Items from a dataset:
=-=-=-=-=
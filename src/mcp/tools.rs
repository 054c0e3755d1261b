//! Tool registry shared by the MCP server and the agent executor.

use std::collections::HashMap;
use std::sync::Arc;

use serde_json::Value;

use crate::llm::ToolSpec;
use crate::research::{
    read_papers, search_and_save, PaperPipeline, ResearchContext, ResearchError, SAVED_MESSAGE,
};
use crate::sources::{GoogleScholarSource, SourceError, WikipediaSource};

pub const SEARCH_TOOL: &str = "search_in_google_scholar";
pub const READ_TOOL: &str = "read_papers";
pub const WIKIPEDIA_TOOL: &str = "wikipedia";

/// A tool that can be called by an MCP client or an agent
#[derive(Clone)]
pub struct Tool {
    /// Tool name (e.g., "read_papers")
    pub name: String,

    /// Natural-language contract shown to the caller
    pub description: String,

    /// JSON Schema for input parameters
    pub input_schema: Value,

    /// Handler function to execute the tool
    pub handler: Arc<dyn ToolHandler>,
}

impl std::fmt::Debug for Tool {
    fn fmt(&self, f: &mut std::fmt::Formatter<'_>) -> std::fmt::Result {
        f.debug_struct("Tool")
            .field("name", &self.name)
            .field("description", &self.description)
            .field("input_schema", &self.input_schema)
            .finish()
    }
}

impl Tool {
    pub fn spec(&self) -> ToolSpec {
        ToolSpec {
            name: self.name.clone(),
            description: self.description.clone(),
            parameters: self.input_schema.clone(),
        }
    }
}

/// Why a tool call failed
#[derive(Debug, thiserror::Error)]
pub enum ToolError {
    #[error("Tool '{0}' not found")]
    UnknownTool(String),

    #[error("Invalid arguments: {0}")]
    InvalidArguments(String),

    /// Failure the caller can recover from (reported back as text)
    #[error("{0}")]
    Failed(String),

    /// The run cannot continue
    #[error(transparent)]
    Fatal(ResearchError),
}

impl ToolError {
    pub fn is_fatal(&self) -> bool {
        matches!(self, ToolError::Fatal(_))
    }
}

impl From<ResearchError> for ToolError {
    fn from(err: ResearchError) -> Self {
        if err.is_fatal() {
            ToolError::Fatal(err)
        } else {
            ToolError::Failed(err.to_string())
        }
    }
}

impl From<SourceError> for ToolError {
    fn from(err: SourceError) -> Self {
        ResearchError::from(err).into()
    }
}

/// Handler for executing a tool
#[async_trait::async_trait]
pub trait ToolHandler: Send + Sync + std::fmt::Debug {
    /// Execute the tool with the given arguments
    async fn execute(&self, ctx: &mut ResearchContext, args: Value) -> Result<Value, ToolError>;
}

fn required_str<'a>(args: &'a Value, name: &str) -> Result<&'a str, ToolError> {
    args.get(name)
        .and_then(|v| v.as_str())
        .filter(|v| !v.trim().is_empty())
        .ok_or_else(|| ToolError::InvalidArguments(format!("Missing '{}' parameter", name)))
}

/// Searches Google Scholar and saves the results into the research context
#[derive(Debug)]
pub struct SearchScholarHandler {
    pub source: Arc<GoogleScholarSource>,
}

#[async_trait::async_trait]
impl ToolHandler for SearchScholarHandler {
    async fn execute(&self, ctx: &mut ResearchContext, args: Value) -> Result<Value, ToolError> {
        let query = required_str(&args, "query")?;
        search_and_save(ctx, &self.source, query).await?;
        Ok(Value::String(SAVED_MESSAGE.to_string()))
    }
}

/// Answers a question from every saved paper
#[derive(Debug)]
pub struct ReadPapersHandler {
    pub pipeline: Arc<PaperPipeline>,
}

#[async_trait::async_trait]
impl ToolHandler for ReadPapersHandler {
    async fn execute(&self, ctx: &mut ResearchContext, args: Value) -> Result<Value, ToolError> {
        let question = required_str(&args, "question")?;
        let answer = read_papers(ctx, &self.pipeline, question).await?;
        Ok(Value::String(answer))
    }
}

/// General background lookups
#[derive(Debug)]
pub struct WikipediaHandler {
    pub source: Arc<WikipediaSource>,
}

#[async_trait::async_trait]
impl ToolHandler for WikipediaHandler {
    async fn execute(&self, _ctx: &mut ResearchContext, args: Value) -> Result<Value, ToolError> {
        let query = required_str(&args, "query")?;
        let answer = self.source.lookup(query).await?;
        Ok(Value::String(answer))
    }
}

/// Registry for all tools
#[derive(Debug, Clone, Default)]
pub struct ToolRegistry {
    tools: HashMap<String, Tool>,
}

impl ToolRegistry {
    pub fn new() -> Self {
        Self::default()
    }

    /// The three research tools
    pub fn research_tools(
        scholar: Arc<GoogleScholarSource>,
        wikipedia: Arc<WikipediaSource>,
        pipeline: Arc<PaperPipeline>,
    ) -> Self {
        let mut registry = Self::new();

        registry.register(Tool {
            name: SEARCH_TOOL.to_string(),
            description: "Useful to search papers over Google Scholar and save them into \
                          global context. Always write queries in English!"
                .to_string(),
            input_schema: serde_json::json!({
                "type": "object",
                "properties": {
                    "query": {
                        "type": "string",
                        "description": "Search query for Google Scholar, in English. \
                                        Could be rephrased to produce the best results."
                    }
                },
                "required": ["query"]
            }),
            handler: Arc::new(SearchScholarHandler { source: scholar }),
        });

        registry.register(Tool {
            name: READ_TOOL.to_string(),
            description: "Read papers that were found and saved by the investigator to find \
                          parts that are relevant to the question. Always write questions in \
                          English!"
                .to_string(),
            input_schema: serde_json::json!({
                "type": "object",
                "properties": {
                    "question": {
                        "type": "string",
                        "description": "A question that should be answered over the saved papers"
                    }
                },
                "required": ["question"]
            }),
            handler: Arc::new(ReadPapersHandler { pipeline }),
        });

        registry.register(Tool {
            name: WIKIPEDIA_TOOL.to_string(),
            description: "A wrapper around Wikipedia. Useful for when you need to answer \
                          general questions about people, places, companies, facts, \
                          historical events, or other subjects. Input should be a search query."
                .to_string(),
            input_schema: serde_json::json!({
                "type": "object",
                "properties": {
                    "query": {
                        "type": "string",
                        "description": "Search query for Wikipedia"
                    }
                },
                "required": ["query"]
            }),
            handler: Arc::new(WikipediaHandler { source: wikipedia }),
        });

        registry
    }

    /// Register a tool
    pub fn register(&mut self, tool: Tool) {
        self.tools.insert(tool.name.clone(), tool);
    }

    /// All tools, sorted by name
    pub fn all(&self) -> Vec<&Tool> {
        let mut tools: Vec<&Tool> = self.tools.values().collect();
        tools.sort_by(|a, b| a.name.cmp(&b.name));
        tools
    }

    pub fn get(&self, name: &str) -> Option<&Tool> {
        self.tools.get(name)
    }

    pub fn len(&self) -> usize {
        self.tools.len()
    }

    pub fn is_empty(&self) -> bool {
        self.tools.is_empty()
    }

    /// Function specs for the named tools; unknown names are skipped
    pub fn specs_for(&self, names: &[String]) -> Vec<ToolSpec> {
        names
            .iter()
            .filter_map(|name| self.get(name))
            .map(Tool::spec)
            .collect()
    }

    /// Execute a tool by name
    pub async fn execute(
        &self,
        name: &str,
        ctx: &mut ResearchContext,
        args: Value,
    ) -> Result<Value, ToolError> {
        let tool = self
            .get(name)
            .ok_or_else(|| ToolError::UnknownTool(name.to_string()))?;
        tracing::debug!("Executing tool {} with {}", name, args);
        tool.handler.execute(ctx, args).await
    }
}
//! HTTP client utilities.

use reqwest::{Client, RequestBuilder};
use std::sync::Arc;
use std::time::Duration;

use crate::config::HttpConfig;

/// Shared HTTP client with sensible defaults
#[derive(Debug, Clone)]
pub struct HttpClient {
    client: Arc<Client>,
}

impl HttpClient {
    /// Create a new HTTP client with default settings
    pub fn new() -> Result<Self, reqwest::Error> {
        Self::with_config(&HttpConfig::default())
    }

    /// Create a new HTTP client with the configured timeouts
    pub fn with_config(config: &HttpConfig) -> Result<Self, reqwest::Error> {
        Self::with_user_agent(
            concat!(env!("CARGO_PKG_NAME"), "/", env!("CARGO_PKG_VERSION")),
            config,
        )
    }

    /// Create a new HTTP client with a custom user agent
    pub fn with_user_agent(user_agent: &str, config: &HttpConfig) -> Result<Self, reqwest::Error> {
        let client = Client::builder()
            .user_agent(user_agent)
            .timeout(Duration::from_secs(config.timeout_secs))
            .connect_timeout(Duration::from_secs(config.connect_timeout_secs))
            .pool_idle_timeout(Duration::from_secs(90))
            .build()?;

        Ok(Self {
            client: Arc::new(client),
        })
    }

    /// Create from an existing reqwest Client
    pub fn from_client(client: Arc<Client>) -> Self {
        Self { client }
    }

    /// Get the underlying client
    pub fn client(&self) -> &Client {
        &self.client
    }

    pub fn get(&self, url: &str) -> RequestBuilder {
        self.client.get(url)
    }

    pub fn head(&self, url: &str) -> RequestBuilder {
        self.client.head(url)
    }

    pub fn post(&self, url: &str) -> RequestBuilder {
        self.client.post(url)
    }
}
=-=-=-=-=
__ASSIGNED TASK__
All that is needed is the number of lines above in which the string "const" appears.

__ANSWER TO THIS PROBLEM__
3